In announcing his plan to do away with that part of the act, Davis says, “The programmatic justification for the juvenile-justice programs in the bill is insufficient” and their benefits “unclear.” Although the bill enumerated several criteria by which programs would be evaluated -- juvenile arrest rate, restitution rate, community service and probation-completion rates -- the assessment formula was not specific enough, explains Calvin Smith of the state Finance Department. As a counter-proposal, the governor offers slightly more than half the funds ($71 million) for such efforts, but adds several conditions: The money may not go to existing locally funded programs, and legislators must include “a mechanism for the programs . . . to be measured and assessed.” As written, the bill “amounted to block grants to the counties,” says Smith. Davis demands as a final condition that $9 million be included for Turning Point Academy, a six-month “boot camp” that would accept about 300 juveniles per year who had been expelled for bringing weapons to school.

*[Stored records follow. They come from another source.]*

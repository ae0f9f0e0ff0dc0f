use crate::{
    config::GeminiConfig,
    error::{Result, StudioError},
    models::{ApiErrorEnvelope, GenerateContentRequest, GenerateContentResponse},
};
use async_trait::async_trait;

/// One round trip to the image model. Implementations must not retry.
#[async_trait]
pub trait ModelBackend: Send + Sync {
    fn model(&self) -> &str;

    async fn generate_content(
        &self,
        request: &GenerateContentRequest,
    ) -> Result<GenerateContentResponse>;
}

/// `generateContent` over HTTPS.
///
/// No request timeout is configured; a call resolves or fails only when the
/// transport does.
#[derive(Clone)]
pub struct HttpBackend {
    http: reqwest::Client,
    api_key: String,
    api_base: String,
    model: String,
}

impl HttpBackend {
    pub fn new(config: &GeminiConfig) -> Result<Self> {
        let api_key = config
            .api_key
            .clone()
            .filter(|key| !key.trim().is_empty())
            .ok_or_else(|| {
                StudioError::Config(
                    "GEMINI_API_KEY (or API_KEY / GOOGLE_API_KEY) is not set".into(),
                )
            })?;

        let http = reqwest::Client::builder()
            .build()
            .map_err(|e| StudioError::Config(format!("HTTP client build failed: {}", e)))?;

        Ok(Self {
            http,
            api_key,
            api_base: config.api_base.trim_end_matches('/').to_string(),
            model: config.model.clone(),
        })
    }

    pub fn endpoint(&self) -> String {
        endpoint_for_model(&self.api_base, &self.model)
    }
}

pub fn endpoint_for_model(api_base: &str, model: &str) -> String {
    let trimmed = model.trim();
    let model_path = if trimmed.starts_with("models/") {
        trimmed.to_string()
    } else {
        format!("models/{}", trimmed)
    };
    format!("{}/{}:generateContent", api_base, model_path)
}

/// Maps a non-2xx body to an error, keeping the upstream message.
pub fn api_error(status: u16, body: &str) -> StudioError {
    let message = serde_json::from_str::<ApiErrorEnvelope>(body)
        .ok()
        .and_then(|envelope| envelope.error.message)
        .filter(|message| !message.trim().is_empty())
        .unwrap_or_else(|| {
            let raw = body.trim();
            if raw.is_empty() {
                format!("HTTP {}", status)
            } else {
                raw.to_string()
            }
        });
    StudioError::Api { status, message }
}

#[async_trait]
impl ModelBackend for HttpBackend {
    fn model(&self) -> &str {
        &self.model
    }

    async fn generate_content(
        &self,
        request: &GenerateContentRequest,
    ) -> Result<GenerateContentResponse> {
        let endpoint = self.endpoint();
        log::debug!("POST {}", endpoint);

        let response = self
            .http
            .post(&endpoint)
            .header("x-goog-api-key", &self.api_key)
            .json(request)
            .send()
            .await
            .map_err(|e| {
                log::error!("Gemini transport error details: {:?}", e);
                StudioError::Transport(e.to_string())
            })?;

        let status = response.status();
        let body = response
            .text()
            .await
            .map_err(|e| StudioError::Transport(e.to_string()))?;

        if !status.is_success() {
            log::error!("Gemini returned HTTP {}", status.as_u16());
            return Err(api_error(status.as_u16(), &body));
        }

        serde_json::from_str(&body)
            .map_err(|e| StudioError::Transport(format!("malformed response payload: {}", e)))
    }
}

#[cfg(test)]
mod tests {
    use super::*;
    use crate::error::ModelError;
    use crate::gemini::normalize_response;
    use crate::models::Part;
    use tokio::io::{AsyncReadExt, AsyncWriteExt};
    use tokio::net::{TcpListener, TcpStream};
    use tokio::sync::oneshot;

    async fn read_request(socket: &mut TcpStream) -> String {
        let mut buf = Vec::new();
        let mut chunk = [0u8; 4096];
        loop {
            let n = socket.read(&mut chunk).await.unwrap();
            if n == 0 {
                break;
            }
            buf.extend_from_slice(&chunk[..n]);
            if let Some(end) = buf.windows(4).position(|w| w == b"\r\n\r\n") {
                let head = String::from_utf8_lossy(&buf[..end]).to_ascii_lowercase();
                let body_len = head
                    .lines()
                    .find_map(|line| line.strip_prefix("content-length:"))
                    .and_then(|len| len.trim().parse::<usize>().ok())
                    .unwrap_or(0);
                if buf.len() >= end + 4 + body_len {
                    break;
                }
            }
        }
        String::from_utf8_lossy(&buf).to_string()
    }

    /// Answers a single request with `status` and `body`, handing back the
    /// raw request text.
    async fn serve_once(status: &'static str, body: &'static str) -> (String, oneshot::Receiver<String>) {
        std::env::set_var("NO_PROXY", "127.0.0.1,localhost");
        let listener = TcpListener::bind("127.0.0.1:0").await.unwrap();
        let addr = listener.local_addr().unwrap();
        let (tx, rx) = oneshot::channel();
        tokio::spawn(async move {
            let (mut socket, _) = listener.accept().await.unwrap();
            let request = read_request(&mut socket).await;
            let response = format!(
                "HTTP/1.1 {}\r\nContent-Type: application/json\r\nContent-Length: {}\r\nConnection: close\r\n\r\n{}",
                status,
                body.len(),
                body
            );
            socket.write_all(response.as_bytes()).await.unwrap();
            let _ = socket.shutdown().await;
            let _ = tx.send(request);
        });
        (format!("http://{}/v1beta", addr), rx)
    }

    fn backend(api_base: &str) -> HttpBackend {
        let config = GeminiConfig::new()
            .with_api_key("secret-key")
            .with_model("test-image-model")
            .with_api_base(api_base);
        HttpBackend::new(&config).unwrap()
    }

    fn generate_request() -> GenerateContentRequest {
        GenerateContentRequest::from_parts(vec![Part::text("a red balloon")])
    }

    #[tokio::test]
    async fn test_posts_to_model_endpoint_with_key_header() {
        let body = r#"{"candidates":[{"content":{"parts":[{"inlineData":{"mimeType":"image/png","data":"AAAA"}}]}}]}"#;
        let (base, request_rx) = serve_once("200 OK", body).await;

        let response = backend(&base)
            .generate_content(&generate_request())
            .await
            .unwrap();
        assert_eq!(
            normalize_response(&response).unwrap().data_url(),
            "data:image/png;base64,AAAA"
        );

        let request = request_rx.await.unwrap();
        let lowered = request.to_ascii_lowercase();
        assert!(request.starts_with("POST /v1beta/models/test-image-model:generateContent "));
        assert!(lowered.contains("x-goog-api-key: secret-key"));
        assert!(request.contains(r#"{"contents":[{"parts":[{"text":"a red balloon"}]}]}"#));
    }

    #[tokio::test]
    async fn test_error_envelope_becomes_api_error() {
        let body = r#"{"error":{"code":400,"message":"API key not valid.","status":"INVALID_ARGUMENT"}}"#;
        let (base, _request_rx) = serve_once("400 Bad Request", body).await;

        match backend(&base).generate_content(&generate_request()).await {
            Err(StudioError::Api { status, message }) => {
                assert_eq!(status, 400);
                assert_eq!(message, "API key not valid.");
            }
            other => panic!("unexpected outcome: {other:?}"),
        }
    }

    #[tokio::test]
    async fn test_non_json_success_body_is_transport_error() {
        let (base, _request_rx) = serve_once("200 OK", "<html>gateway</html>").await;

        match backend(&base).generate_content(&generate_request()).await {
            Err(StudioError::Transport(message)) => {
                assert!(message.starts_with("malformed response payload"))
            }
            other => panic!("unexpected outcome: {other:?}"),
        }
    }

    #[tokio::test]
    async fn test_null_candidates_reach_normalization() {
        let (base, _request_rx) = serve_once("200 OK", r#"{"candidates":null}"#).await;

        let response = backend(&base)
            .generate_content(&generate_request())
            .await
            .unwrap();
        assert_eq!(
            normalize_response(&response).unwrap_err(),
            ModelError::NoCandidates { block_reason: None }
        );
    }

    #[tokio::test]
    async fn test_refused_connection_is_transport_error() {
        std::env::set_var("NO_PROXY", "127.0.0.1,localhost");
        let listener = TcpListener::bind("127.0.0.1:0").await.unwrap();
        let addr = listener.local_addr().unwrap();
        drop(listener);

        let err = backend(&format!("http://{}/v1beta", addr))
            .generate_content(&generate_request())
            .await
            .unwrap_err();
        assert!(matches!(err, StudioError::Transport(ref message) if !message.is_empty()));
    }

    #[test]
    fn test_endpoint_for_model() {
        assert_eq!(
            endpoint_for_model("https://api.test/v1beta", "gemini-2.5-flash-image"),
            "https://api.test/v1beta/models/gemini-2.5-flash-image:generateContent"
        );
        assert_eq!(
            endpoint_for_model("https://api.test/v1beta", " models/custom "),
            "https://api.test/v1beta/models/custom:generateContent"
        );
    }

    #[test]
    fn test_missing_api_key_is_config_error() {
        let err = HttpBackend::new(&GeminiConfig::new()).err().unwrap();
        assert!(matches!(err, StudioError::Config(_)));

        let err = HttpBackend::new(&GeminiConfig::new().with_api_key("   ")).err().unwrap();
        assert!(matches!(err, StudioError::Config(_)));
    }

    #[test]
    fn test_backend_uses_configured_model() {
        let config = GeminiConfig::new()
            .with_api_key("secret")
            .with_model("gemini-3-pro-image-preview")
            .with_api_base("http://localhost:9/v1beta/");
        let backend = HttpBackend::new(&config).unwrap();
        assert_eq!(backend.model(), "gemini-3-pro-image-preview");
        assert_eq!(
            backend.endpoint(),
            "http://localhost:9/v1beta/models/gemini-3-pro-image-preview:generateContent"
        );
    }

    #[test]
    fn test_api_error_prefers_upstream_message() {
        let body = r#"{"error":{"code":400,"message":"API key not valid.","status":"INVALID_ARGUMENT"}}"#;
        match api_error(400, body) {
            StudioError::Api { status, message } => {
                assert_eq!(status, 400);
                assert_eq!(message, "API key not valid.");
            }
            other => panic!("unexpected error: {other:?}"),
        }

        match api_error(502, "Bad Gateway") {
            StudioError::Api { message, .. } => assert_eq!(message, "Bad Gateway"),
            other => panic!("unexpected error: {other:?}"),
        }

        match api_error(503, "") {
            StudioError::Api { message, .. } => assert_eq!(message, "HTTP 503"),
            other => panic!("unexpected error: {other:?}"),
        }
    }
}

“We need to invest an equal amount proactively, at the front end,” says state Senator Adam Schiff, one of the bill’s authors and a former federal prosecutor, after chairing a hearing on youth violence in Glendale July 20. “When D.A.s can decide to send 14-year-olds to prison with adult murderers and rapists, we should be spending some money on prevention,” agrees state Senate majority leader John Burton, alluding to one of the draconian terms of Proposition 21, approved in the March primary.

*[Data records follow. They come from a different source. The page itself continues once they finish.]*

//! Column projections: reordering, extraction and filtering of
//! namespaces are all the same operation with differently built tables.

use anyhow::{anyhow, bail, Context, Result};
use spool::name::{FieldDescriptor, MethodDescriptor};
use crate::remapper::TypeRemapper;
use crate::tree::mappings::{ClassMapping, FieldMapping, LocalMapping, MappingInfo, Mappings, MethodMapping, ParameterMapping};
use crate::tree::names::Namespace;

impl Mappings {
	/// Builds new mappings whose column `i` is the old column `table[i]`.
	///
	/// Descriptors are re-expressed in terms of the new first namespace;
	/// every entity must have a name in `table[0]`, since those names
	/// become the keys.
	pub(crate) fn project(&self, table: &[Namespace]) -> Result<Mappings> {
		let Some(&first) = table.first() else {
			bail!("cannot project mappings onto zero namespaces");
		};

		let remapper = self.type_remapper(Namespace::FIRST, first)?;

		let mut out = Mappings::new(MappingInfo {
			namespaces: self.info.namespaces.project(table),
			format: self.info.format,
		});

		for class in self.classes.values() {
			let mut new_class = ClassMapping::new(class.names.project(table));
			new_class.comments = class.comments.clone();

			for field in class.fields.values() {
				let desc = field.desc.as_ref()
					.map(|desc| Ok::<_, anyhow::Error>(FieldDescriptor::from(remapper.map_desc(desc)?)))
					.transpose()
					.with_context(|| anyhow!("in class {:?}", class.names))?;

				let mut new_field = FieldMapping::new(desc, field.names.project(table));
				new_field.comments = field.comments.clone();

				new_class.add_field(new_field)
					.with_context(|| anyhow!("in class {:?}", class.names))?;
			}

			for method in class.methods.values() {
				let desc = MethodDescriptor::from(remapper.map_method_desc(&method.desc)
					.with_context(|| anyhow!("in class {:?}", class.names))?);

				let mut new_method = MethodMapping::new(desc, method.names.project(table));
				new_method.comments = method.comments.clone();

				for parameter in method.parameters.values() {
					new_method.add_parameter(ParameterMapping {
						index: parameter.index,
						names: parameter.names.project(table),
						comments: parameter.comments.clone(),
					})
						.with_context(|| anyhow!("in method {:?}", method.names))?;
				}

				new_method.variables = method.variables.iter()
					.map(|variable| LocalMapping {
						index: variable.index,
						start: variable.start,
						table_index: variable.table_index,
						names: variable.names.project(table),
						comments: variable.comments.clone(),
					})
					.collect();

				new_class.add_method(new_method)
					.with_context(|| anyhow!("in class {:?}", class.names))?;
			}

			out.add_class(new_class)?;
		}

		Ok(out)
	}

	#[allow(clippy::tabs_in_doc_comments)]
	/// Reorders the namespaces to the given order.
	///
	/// Duplicate labels are permitted and duplicate the column.
	///
	/// # Example
	/// ```
	/// # use pretty_assertions::assert_eq;
	/// let input = "\
	/// tiny	2	0	namespaceC	namespaceB	namespaceA
	/// c	C	B	A
	/// 	f	LC;	c	b	a
	/// 	m	(LC;)V	c	b	a
	/// ";
	/// let output = "\
	/// tiny	2	0	namespaceA	namespaceB	namespaceC
	/// c	A	B	C
	/// 	f	LA;	a	b	c
	/// 	m	(LA;)V	a	b	c
	/// ";
	/// let reordered = weft::tiny_v2::read(input.as_bytes()).unwrap()
	/// 	.reorder(&["namespaceA", "namespaceB", "namespaceC"]).unwrap();
	/// assert_eq!(weft::tiny_v2::write_string(&reordered).unwrap(), output);
	/// ```
	pub fn reorder(&self, namespaces: &[&str]) -> Result<Mappings> {
		if namespaces.len() != self.info.namespaces.len() {
			bail!("cannot reorder {} namespaces {:?} to the {} namespaces {namespaces:?}",
				self.info.namespaces.len(), self.info.namespaces, namespaces.len());
		}

		let table: Vec<Namespace> = namespaces.iter()
			.map(|name| self.get_namespace(name))
			.collect::<Result<_>>()?;

		self.project(&table)
			.with_context(|| anyhow!("failed to reorder namespaces to {namespaces:?}"))
	}

	/// The two-column projection onto `from` and `to`, with descriptors
	/// re-expressed in terms of `from`.
	pub fn extract(&self, from: &str, to: &str) -> Result<Mappings> {
		let table = [self.get_namespace(from)?, self.get_namespace(to)?];

		self.project(&table)
			.with_context(|| anyhow!("failed to extract namespaces {from:?} and {to:?}"))
	}

	/// Keeps the columns whose label appears in `keep`, in their original
	/// relative order. A label that occurs more than once is kept once,
	/// unless `allow_duplicates`.
	pub fn filter_namespaces(&self, keep: &[&str], allow_duplicates: bool) -> Result<Mappings> {
		let mut table = Vec::new();
		let mut seen = Vec::new();

		for (id, label) in self.info.namespaces.names().iter().enumerate() {
			if keep.contains(&label.as_str()) {
				if !allow_duplicates && seen.contains(&label) {
					continue;
				}
				seen.push(label);
				table.push(Namespace(id));
			}
		}

		if table.is_empty() {
			bail!("filtering namespaces {:?} by {keep:?} leaves no namespace", self.info.namespaces);
		}

		self.project(&table)
			.with_context(|| anyhow!("failed to filter namespaces by {keep:?}"))
	}

	/// Collapses duplicate namespace labels, keeping the earliest column
	/// of each label.
	pub fn deduplicate_namespaces(&self) -> Result<Mappings> {
		let labels: Vec<&str> = self.info.namespaces.names().iter()
			.map(String::as_str)
			.collect();
		self.filter_namespaces(&labels, false)
	}
}

#[cfg(test)]
mod testing {
	// covered by tests/reorder.rs and tests/filter.rs
}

Besides offending backers of the legislation, Davis‘ decision upset lawmakers because of his unprecedented attempt to pick and choose among spending items within a single bill, blocking the $121 million for prevention while approving another $121 million for police and prisons. A governor can sign a bill, veto it or reduce everything in it proportionately, but “he can’t rewrite it,” says Burton, who promises, “There‘ll be an effort to assert the separation of powers outlined in our constitution.”